Oh new doctors, why do you stress us out so much?
So, Shawn and I recently moved back to the area we are from, and are no longer living in anything resembling a city. Goodbye, bright lights and big city doctors, meaning specialists, meaning specialists that know and understand Fibromyalgia with no questioning if we are faking it. I am not particularly looking forward to it, and yet I know it’s a necessary evil. We all know how that first appointment with a doctor usually plays out; we’re hit with a barrage of questions, not always nice ones either. I know the questions that SHOULD be asked, yet rarely are.
- What are two to four of your most troublesome symptoms, and how do they affect you and your daily routine?
- The fatigue and constant tiredness, the pain in my legs and the damn fibro fog. I hate forgetting things!
- What other symptoms do you experience often?
- Headaches, dizziness, blurry vision
- Where do you expect to have pain on different days -- which areas of your body?
- Mostly in my legs, sometimes back, arms, feet, and wrists. It can and does hit me everywhere at some point in the week.
- When did your symptoms first start? Did they start within a short time of having a traumatic injury?
- My legs have always had pain in them, I was told it was growing pains when I was young. I realized later in life, no it was fibro. It got worse after a car accident, and even worse after knee surgery/
- Does anyone else in your family have fibromyalgia or symptoms similar to yours -- mom, dad, sisters/brothers, or children?
- Sister is diagnosed as well, she was 4 years before me and she’s 6 years older.
- How many hours do you typically sleep at night? Do you feel rested after sleeping?
- Depends, I actually sleep more soundly than most fibro people I know. I’m blessed in that arena for sure. There are some nights that I have SERIOUS insomnia though and feel like I got zero sleep.
- Has another doctor diagnosed you with fibromyalgia? Do you know what tests were ordered?
- Yes and no.
- What has been done in the past to treat your fibromyalgia? Do your symptoms interfere with work or school, or cause you to miss out on family activities?

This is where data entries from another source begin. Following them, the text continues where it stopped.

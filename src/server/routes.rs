//! Router configuration for img2color.
//!
//! This module defines the HTTP routes and applies middleware for the referer
//! gate, CORS headers and request tracing.
//!
//! # Route Structure
//!
//! ```text
//! /health      GET       - Health check (public)
//! /api         GET       - Dominant color (referer-gated)
//! /api         OPTIONS   - Preflight (public)
//! ```
//!
//! # Example
//!
//! ```ignore
//! use img2color::color::ColorService;
//! use img2color::fetch::HttpFetcher;
//! use img2color::server::referer::AllowList;
//! use img2color::server::routes::{create_router, RouterConfig};
//! use img2color::store::ColorStore;
//!
//! let service = ColorService::new(HttpFetcher::new()?, ColorStore::new());
//! let config = RouterConfig::new(AllowList::parse("*.example.com")?);
//!
//! let router = create_router(service, config);
//!
//! let listener = tokio::net::TcpListener::bind("0.0.0.0:3000").await?;
//! axum::serve(listener, router).await?;
//! ```

use axum::{
    http::{
        header::{
            ACCESS_CONTROL_ALLOW_HEADERS, ACCESS_CONTROL_ALLOW_METHODS,
            ACCESS_CONTROL_ALLOW_ORIGIN,
        },
        HeaderValue,
    },
    middleware,
    routing::get,
    Router,
};
use tower_http::set_header::SetResponseHeaderLayer;
use tower_http::trace::TraceLayer;

use super::handlers::{color_handler, health_handler, preflight_handler, AppState};
use super::referer::{referer_middleware, AllowList};
use crate::color::ColorService;
use crate::fetch::ImageFetcher;

/// Value of `Access-Control-Allow-Origin` on every response.
pub const CORS_ALLOW_ORIGIN: &str = "*";

/// Value of `Access-Control-Allow-Methods` on every response.
pub const CORS_ALLOW_METHODS: &str = "GET, OPTIONS";

/// Value of `Access-Control-Allow-Headers` on every response.
pub const CORS_ALLOW_HEADERS: &str = "Content-Type, Referer";

// =============================================================================
// Router Configuration
// =============================================================================

/// Configuration for the HTTP router.
#[derive(Clone)]
pub struct RouterConfig {
    /// Referer patterns allowed to call the color endpoint
    pub allow_list: AllowList,

    /// Hide fetch/decode detail in 500 responses
    pub redact_errors: bool,

    /// Whether to enable request tracing
    pub enable_tracing: bool,
}

impl RouterConfig {
    /// Create a new router configuration with the given allow-list.
    ///
    /// By default:
    /// - Error detail is passed through to callers
    /// - Tracing is enabled
    pub fn new(allow_list: AllowList) -> Self {
        Self {
            allow_list,
            redact_errors: false,
            enable_tracing: true,
        }
    }

    /// Enable or disable error redaction.
    pub fn with_redacted_errors(mut self, redact: bool) -> Self {
        self.redact_errors = redact;
        self
    }

    /// Enable or disable request tracing.
    pub fn with_tracing(mut self, enabled: bool) -> Self {
        self.enable_tracing = enabled;
        self
    }
}

// =============================================================================
// Router Builder
// =============================================================================

/// Create the main application router.
///
/// This function builds the complete Axum router with:
/// - Public routes (health check, preflight)
/// - The referer-gated color route
/// - Fixed CORS headers on every response
/// - Request tracing (optional)
///
/// # Arguments
///
/// * `color_service` - The color service for handling requests
/// * `config` - Router configuration
///
/// # Returns
///
/// A configured Axum router ready to be served.
pub fn create_router<F>(color_service: ColorService<F>, config: RouterConfig) -> Router
where
    F: ImageFetcher + 'static,
{
    let app_state = AppState::new(color_service).with_redacted_errors(config.redact_errors);

    // The gate lets OPTIONS through, so preflight can share the route.
    let api_routes = Router::new()
        .route(
            "/api",
            get(color_handler::<F>).options(preflight_handler),
        )
        .route_layer(middleware::from_fn_with_state(
            config.allow_list.clone(),
            referer_middleware,
        ))
        .with_state(app_state);

    let public_routes = Router::new().route("/health", get(health_handler));

    let router = Router::new()
        .merge(api_routes)
        .merge(public_routes)
        .layer(SetResponseHeaderLayer::overriding(
            ACCESS_CONTROL_ALLOW_ORIGIN,
            HeaderValue::from_static(CORS_ALLOW_ORIGIN),
        ))
        .layer(SetResponseHeaderLayer::overriding(
            ACCESS_CONTROL_ALLOW_METHODS,
            HeaderValue::from_static(CORS_ALLOW_METHODS),
        ))
        .layer(SetResponseHeaderLayer::overriding(
            ACCESS_CONTROL_ALLOW_HEADERS,
            HeaderValue::from_static(CORS_ALLOW_HEADERS),
        ));

    // Add tracing if enabled
    if config.enable_tracing {
        router.layer(TraceLayer::new_for_http())
    } else {
        router
    }
}

// =============================================================================
// Tests
// =============================================================================
//! Dominant color reduction.
//!
//! # Algorithm
//!
//! 1. Convert to 16-bit RGB (alpha is dropped)
//! 2. Resize to [`REDUCED_WIDTH`] pixels wide, keeping the aspect ratio up to
//!    [`MAX_REDUCED_HEIGHT`] rows, with a Lanczos3 filter
//! 3. Sum each channel over every pixel in `u64` and divide once by the pixel
//!    count
//! 4. Normalize the 0-65535 averages to 0.0-1.0 and round to 8 bits

use std::fmt;
use std::str::FromStr;

use image::imageops::FilterType;
use image::DynamicImage;
use serde::{Deserialize, Deserializer, Serialize, Serializer};

/// Width of the grid the image is resampled to before averaging.
pub const REDUCED_WIDTH: u32 = 50;

/// Upper bound on the height of the reduced grid.
///
/// Very tall, thin images are squashed rather than stretched past this.
pub const MAX_REDUCED_HEIGHT: u32 = 1000;

// =============================================================================
// Color Value
// =============================================================================

/// An 8-bit-per-channel RGB color, written as lowercase `#rrggbb`.
#[derive(Debug, Clone, Copy, PartialEq, Eq, Hash)]
pub struct ColorValue {
    pub r: u8,
    pub g: u8,
    pub b: u8,
}

impl ColorValue {
    pub const fn new(r: u8, g: u8, b: u8) -> Self {
        Self { r, g, b }
    }

    /// Build a color from channels normalized to `0.0..=1.0`.
    ///
    /// Out-of-range inputs are clamped.
    pub fn from_unit(r: f64, g: f64, b: f64) -> Self {
        fn channel(v: f64) -> u8 {
            (v.clamp(0.0, 1.0) * 255.0 + 0.5) as u8
        }
        Self::new(channel(r), channel(g), channel(b))
    }

    /// Lowercase `#rrggbb` form.
    pub fn to_hex(&self) -> String {
        format!("#{:02x}{:02x}{:02x}", self.r, self.g, self.b)
    }
}

impl fmt::Display for ColorValue {
    fn fmt(&self, f: &mut fmt::Formatter<'_>) -> fmt::Result {
        f.write_str(&self.to_hex())
    }
}

/// Error parsing a `#rrggbb` string.
#[derive(Debug, Clone, PartialEq, Eq, thiserror::Error)]
#[error("invalid hex color: {0:?}")]
pub struct ParseColorError(String);

impl FromStr for ColorValue {
    type Err = ParseColorError;

    /// Parse `#rrggbb` (either case).
    fn from_str(s: &str) -> Result<Self, Self::Err> {
        let invalid = || ParseColorError(s.to_string());

        let digits = s.strip_prefix('#').ok_or_else(invalid)?;
        if digits.len() != 6 || !digits.is_ascii() {
            return Err(invalid());
        }

        let channel = |i: usize| u8::from_str_radix(&digits[i..i + 2], 16).map_err(|_| invalid());
        Ok(Self::new(channel(0)?, channel(2)?, channel(4)?))
    }
}

impl Serialize for ColorValue {
    fn serialize<S: Serializer>(&self, serializer: S) -> Result<S::Ok, S::Error> {
        serializer.serialize_str(&self.to_hex())
    }
}

impl<'de> Deserialize<'de> for ColorValue {
    fn deserialize<D: Deserializer<'de>>(deserializer: D) -> Result<Self, D::Error> {
        let s = String::deserialize(deserializer)?;
        s.parse().map_err(serde::de::Error::custom)
    }
}

// =============================================================================
// Reduction
// =============================================================================

/// Height of the reduced grid for a source of `width` x `height`.
///
/// Always at least 1 so that very wide images still produce pixels, and at
/// most [`MAX_REDUCED_HEIGHT`].
pub fn reduced_height(width: u32, height: u32) -> u32 {
    let scaled = (u64::from(height) * u64::from(REDUCED_WIDTH) + u64::from(width) / 2)
        / u64::from(width.max(1));
    scaled.clamp(1, u64::from(MAX_REDUCED_HEIGHT)) as u32
}

/// Compute the representative color of an image.
///
/// Deterministic and pure. The caller must pass a non-empty image; the
/// decoder guarantees this for anything it returns.
pub fn reduce(img: &DynamicImage) -> ColorValue {
    let rgb16 = DynamicImage::ImageRgb16(img.to_rgb16());
    let height = reduced_height(img.width(), img.height());
    let small = rgb16
        .resize_exact(REDUCED_WIDTH, height, FilterType::Lanczos3)
        .into_rgb16();

    let mut sums = [0u64; 3];
    for pixel in small.pixels() {
        for (sum, &value) in sums.iter_mut().zip(pixel.0.iter()) {
            *sum += u64::from(value);
        }
    }

    let count = (u64::from(small.width()) * u64::from(small.height())).max(1) as f64;
    let unit = |sum: u64| sum as f64 / count / f64::from(u16::MAX);

    ColorValue::from_unit(unit(sums[0]), unit(sums[1]), unit(sums[2]))
}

- Too much to list, and duh?
- Do you have other medical conditions or health symptoms?
- Hmmmm…..PCOS, Hypothyroidism, and “female issues”
- What medications (over-the-counter, prescription, and natural remedies/supplements/vitamins) do you use? What do you take when you have a fibro flare?
- I only use my tens unit, tramadol and Excedrin these days.
However, very few doctors ask these questions. Very few care enough to ask these questions, the questions that will answer so many things for them. Simple questions, and yet they don’t ask them, instead they judge. Then once you have them convinced that you aren’t just loony toons they try to drug you up. Let’s not treat the person as a whole, let’s just drug them. Let’s treat each symptom separately, let’s give them more and more pills. Oh, you have a side effect from one of the pills? Let’s give you another to counteract that! If you get a side effect from that one, we’ll just give you another. I know firsthand that this is what happens because I unfortunately allowed it to happen to myself when I was newly diagnosed. I know how hard the cycle can be to break, and I know that once you are on all of these drugs, coming off of them is almost too much to handle. You can have horrible withdraws (NEVER allow yourself to be put on Cymbalta!) that have been likened to coming off of heroin even. It’s no fun, and then you get to take a good hard long look at yourself, the fact that for almost two years you didn’t do a damn thing to help yourself and your disease. That you sat in a chair or on the couch or simply in the house like a zombie. That all of this so called medicine turned you into someone that you don’t even recognize when you look in the mirror.
So I guess what I’m saying is this, I’m scared. Not of being seen, or having a new doctor even. I’m scared of having to prove that I know what’s best for myself. That I know what’s wrong with me yes, but that I know how to best control it. Scared of having yet another doctor trying to medicate me out of my mind instead of listening to me. Instead of hearing me. Instead of trusting that after all these years of suffering with this ridiculous untreatable illness, I know how to best manage my own body and pain. I know what works for me. I know that I get more relief from yoga, a tens unit, proper diet, exercise and yes the occasional pain pill when it gets unbearable. Trying to convince yet another doctor that no I don’t want strong drugs, I don’t want things that make me feel like I don’t have control over my own body. I want the control. This is how I keep the control. I almost feel like I’m going into battle tomorrow. A battle to keep control over my illness and my body. I won’t lose. I will win. I know this, because I know what happens when I give in, I become a zombie, I gain all the weight back from those horrible pills that I become dependent upon them just as I’ve seen SO many other people do. So while, yes, I am scared of what can happen, I’m confident in myself and my abilities, and I’m confident that while they may be the doctor, they may have the medical degree, I still know what’s best for me. That’s the thing, we have to advocate for ourselves, for our care, for our illness. Even though it seems so widespread to me, there’s SO freaking little that seems to really be known about it. Why is that? Is it not glamorous enough for doctors? I often wonder why doctors don’t do more research on fibro, why don’t they? Why?